Section 6.Subject to the provisions set forth below, the holders of a majority of the shares of capital stock of the corporation outstanding and entitled to vote, present in person or by proxy at any meeting of shareholders, shall constitute a quorum for the transaction of business, and, if a quorum is present, directors shall be elected by a plurality of the votes cast by the shares entitled to vote in the election at the meeting and action on matters other than the election of directors shall be taken if the votes cast favoring the action exceed the votes cast opposing the action. Once a share is represented for any purpose at a meeting it is deemed present for quorum purpose for the remainder of the meeting and for any adjournment of that meeting unless a new record date is or must be set for the adjourned meeting.
Each share of common stock shall be entitled to one vote, subject, however, to such limitation or loss of right as may be provided in resolutions which may be adopted from time to time creating issues of preferred stock or otherwise.

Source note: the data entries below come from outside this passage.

use crate::db;
use crate::ipc::error::{err, ok};
use crate::ipc::types::{AppState, Request};
use crate::query::{self, HistoryFilter};
use crate::store::{AttendanceRecord, ClassRecord, StudentRecord};
use chrono::{Local, NaiveDate};
use rusqlite::Connection;
use serde_json::json;

fn parse_filters(req: &Request) -> Result<HistoryFilter, serde_json::Value> {
    query::parse_history_filter(req.params.get("filters"))
        .map_err(|e| err(&req.id, &e.code, e.message, None))
}

type Snapshot = (Vec<ClassRecord>, Vec<StudentRecord>, Vec<AttendanceRecord>);

fn load_snapshot(conn: &Connection, req: &Request) -> Result<Snapshot, serde_json::Value> {
    let classes =
        db::load_classes(conn).map_err(|e| err(&req.id, "db_query_failed", e.to_string(), None))?;
    let students =
        db::load_students(conn).map_err(|e| err(&req.id, "db_query_failed", e.to_string(), None))?;
    let attendance = db::load_attendance(conn)
        .map_err(|e| err(&req.id, "db_query_failed", e.to_string(), None))?;
    Ok((classes, students, attendance))
}

fn handle_history_query(state: &mut AppState, req: &Request) -> serde_json::Value {
    let Some(conn) = state.db.as_ref() else {
        return err(&req.id, "no_workspace", "select a workspace first", None);
    };
    let filter = match parse_filters(req) {
        Ok(f) => f,
        Err(resp) => return resp,
    };
    let (classes, students, attendance) = match load_snapshot(conn, req) {
        Ok(v) => v,
        Err(resp) => return resp,
    };

    let filtered = query::filter_records(&attendance, &students, &filter);
    let tally = query::status_tally(&filtered);
    let groups = query::group_by_student(&filtered, &students, &classes, &filter);

    ok(
        &req.id,
        json!({
            "students": groups,
            "tally": tally,
            "totalRecords": filtered.len()
        }),
    )
}

fn handle_history_matrix(state: &mut AppState, req: &Request) -> serde_json::Value {
    let Some(conn) = state.db.as_ref() else {
        return err(&req.id, "no_workspace", "select a workspace first", None);
    };
    let filter = match parse_filters(req) {
        Ok(f) => f,
        Err(resp) => return resp,
    };
    let (classes, students, attendance) = match load_snapshot(conn, req) {
        Ok(v) => v,
        Err(resp) => return resp,
    };

    let filtered = query::filter_records(&attendance, &students, &filter);
    let matrix = query::date_matrix(&filtered, &students, &classes, &filter);

    // The printable header names the class when one is selected.
    let class_name = filter
        .class_id
        .as_deref()
        .and_then(|id| classes.iter().find(|c| c.id == id))
        .map(|c| json!({ "name": c.name, "schoolName": c.school_name }));

    ok(
        &req.id,
        json!({
            "dates": matrix.dates,
            "rows": matrix.rows,
            "class": class_name
        }),
    )
}

fn handle_dashboard_summary(state: &mut AppState, req: &Request) -> serde_json::Value {
    let Some(conn) = state.db.as_ref() else {
        return err(&req.id, "no_workspace", "select a workspace first", None);
    };

    let today = match req.params.get("today").and_then(|v| v.as_str()) {
        Some(raw) => match NaiveDate::parse_from_str(raw, "%Y-%m-%d") {
            Ok(d) => d,
            Err(_) => return err(&req.id, "bad_params", "today must be YYYY-MM-DD", None),
        },
        None => Local::now().date_naive(),
    };

    let (classes, students, attendance) = match load_snapshot(conn, req) {
        Ok(v) => v,
        Err(resp) => return resp,
    };

    let today_str = today.format("%Y-%m-%d").to_string();
    let today_tally = query::status_tally(attendance.iter().filter(|r| r.date == today_str));
    let last7 = query::trailing_week_tally(&attendance, today);

    ok(
        &req.id,
        json!({
            "totalStudents": students.len(),
            "totalClasses": classes.len(),
            "today": { "date": today_str, "tally": today_tally },
            "last7Days": last7
        }),
    )
}

fn handle_reports_summary(state: &mut AppState, req: &Request) -> serde_json::Value {
    let Some(conn) = state.db.as_ref() else {
        return err(&req.id, "no_workspace", "select a workspace first", None);
    };
    let class_id = req
        .params
        .get("classId")
        .and_then(|v| v.as_str())
        .filter(|s| !s.is_empty() && *s != "all")
        .map(|s| s.to_string());

    let (_, students, attendance) = match load_snapshot(conn, req) {
        Ok(v) => v,
        Err(resp) => return resp,
    };

    let filter = HistoryFilter {
        class_id,
        ..Default::default()
    };
    let filtered = query::filter_records(&attendance, &students, &filter);
    let tally = query::status_tally(&filtered);
    let presence_rate = query::presence_rate(&filtered);

    ok(
        &req.id,
        json!({
            "tally": tally,
            "totalRecords": filtered.len(),
            "presenceRate": presence_rate
        }),
    )
}

pub fn try_handle(state: &mut AppState, req: &Request) -> Option<serde_json::Value> {
    match req.method.as_str() {
        "history.query" => Some(handle_history_query(state, req)),
        "history.matrix" => Some(handle_history_matrix(state, req)),
        "dashboard.summary" => Some(handle_dashboard_summary(state, req)),
        "reports.summary" => Some(handle_reports_summary(state, req)),
        _ => None,
    }
}
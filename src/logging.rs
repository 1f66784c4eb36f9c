use flexi_logger::{Cleanup, Criterion, FileSpec, Logger, LoggerHandle, Naming, WriteMode};
use log::info;
use once_cell::sync::OnceCell;
use std::path::{Path, PathBuf};

const LOG_FILE_BASENAME: &str = "rollbookd";
const MAX_LOG_FILE_SIZE_BYTES: u64 = 5 * 1024 * 1024;
const MAX_LOG_FILES: usize = 3;

static LOGGING_STATE: OnceCell<LoggingState> = OnceCell::new();

struct LoggingState {
    log_dir: PathBuf,
    _logger: LoggerHandle,
}

/// Starts file logging under `<workspace>/logs`. Idempotent for the same
/// directory; a second workspace in the same process keeps the first log
/// destination rather than switching mid-stream.
pub fn init_workspace_logging(workspace: &Path) -> Result<(), String> {
    let log_dir = workspace.join("logs");
    if let Some(state) = LOGGING_STATE.get() {
        if state.log_dir != log_dir {
            return Err(format!(
                "logging already initialized at {}",
                state.log_dir.display()
            ));
        }
        return Ok(());
    }

    let init_dir = log_dir.clone();
    LOGGING_STATE
        .get_or_try_init(|| -> Result<LoggingState, String> {
            std::fs::create_dir_all(&init_dir)
                .map_err(|err| format!("failed to create log directory: {err}"))?;
            let logger = Logger::try_with_str(default_log_level())
                .map_err(|err| format!("invalid log level: {err}"))?
                .log_to_file(
                    FileSpec::default()
                        .directory(init_dir.as_path())
                        .basename(LOG_FILE_BASENAME),
                )
                .rotate(
                    Criterion::Size(MAX_LOG_FILE_SIZE_BYTES),
                    Naming::Numbers,
                    Cleanup::KeepLogFiles(MAX_LOG_FILES),
                )
                .write_mode(WriteMode::BufferAndFlush)
                .append()
                .format_for_files(flexi_logger::detailed_format)
                .start()
                .map_err(|err| format!("failed to start logger: {err}"))?;

            info!(
                "event=daemon_start version={} platform={}",
                env!("CARGO_PKG_VERSION"),
                std::env::consts::OS
            );

            Ok(LoggingState {
                log_dir: init_dir,
                _logger: logger,
            })
        })
        .map(|_| ())
}

fn default_log_level() -> &'static str {
    if cfg!(debug_assertions) {
        "debug"
    } else {
        "info"
    }
}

Whenever shares of preferred stock shall be outstanding and the holders of such shares shall be entitled to vote, each share of preferred stock shall be entitled to one vote unless the resolution creating the issue of preferred stock shall otherwise provide. Where shares of preferred stock shall be outstanding and shall be entitled to vote and the holders of common stock likewise entitled to vote, each share of common stock outstanding shall count as one vote (unless the resolution creating the issue of preferred stock shall otherwise provide) and each share of preferred stock outstanding shall count as one vote in determining the presence or absence at any meeting of a majority of outstanding shares and in determining whether the holders of a specific proportion of the capital stock outstanding have approved or disapproved of any action.
If any class of stock of the corporation shall by the terms of its issuance be not entitled to vote or if any class of stock by virtue of any resolution authorizing the issuance of preferred stock loses its right to vote, then such stock shall not be counted as a part of the issued and outstanding stock of the corporation for the purpose of determining the presence or absence of a quorum at any meeting or whether or not the holders of a specified proportion of the capital stock outstanding have approved or disapproved of any action.
Whenever pursuant to the provisions of the resolutions authorizing the issuance of shares of preferred stock the holders of the preferred stock shall vote as a class and the holders of the common stock shall vote as a class, the holders of a majority of the shares of each class outstanding shall constitute a quorum with respect to the voting of such class. Subject to the other provisions of this Section 6, if a quorum of the class is present, action on matters other than the election of directors is taken by the class if the votes cast within the class favoring the action exceed the votes cast opposing the action.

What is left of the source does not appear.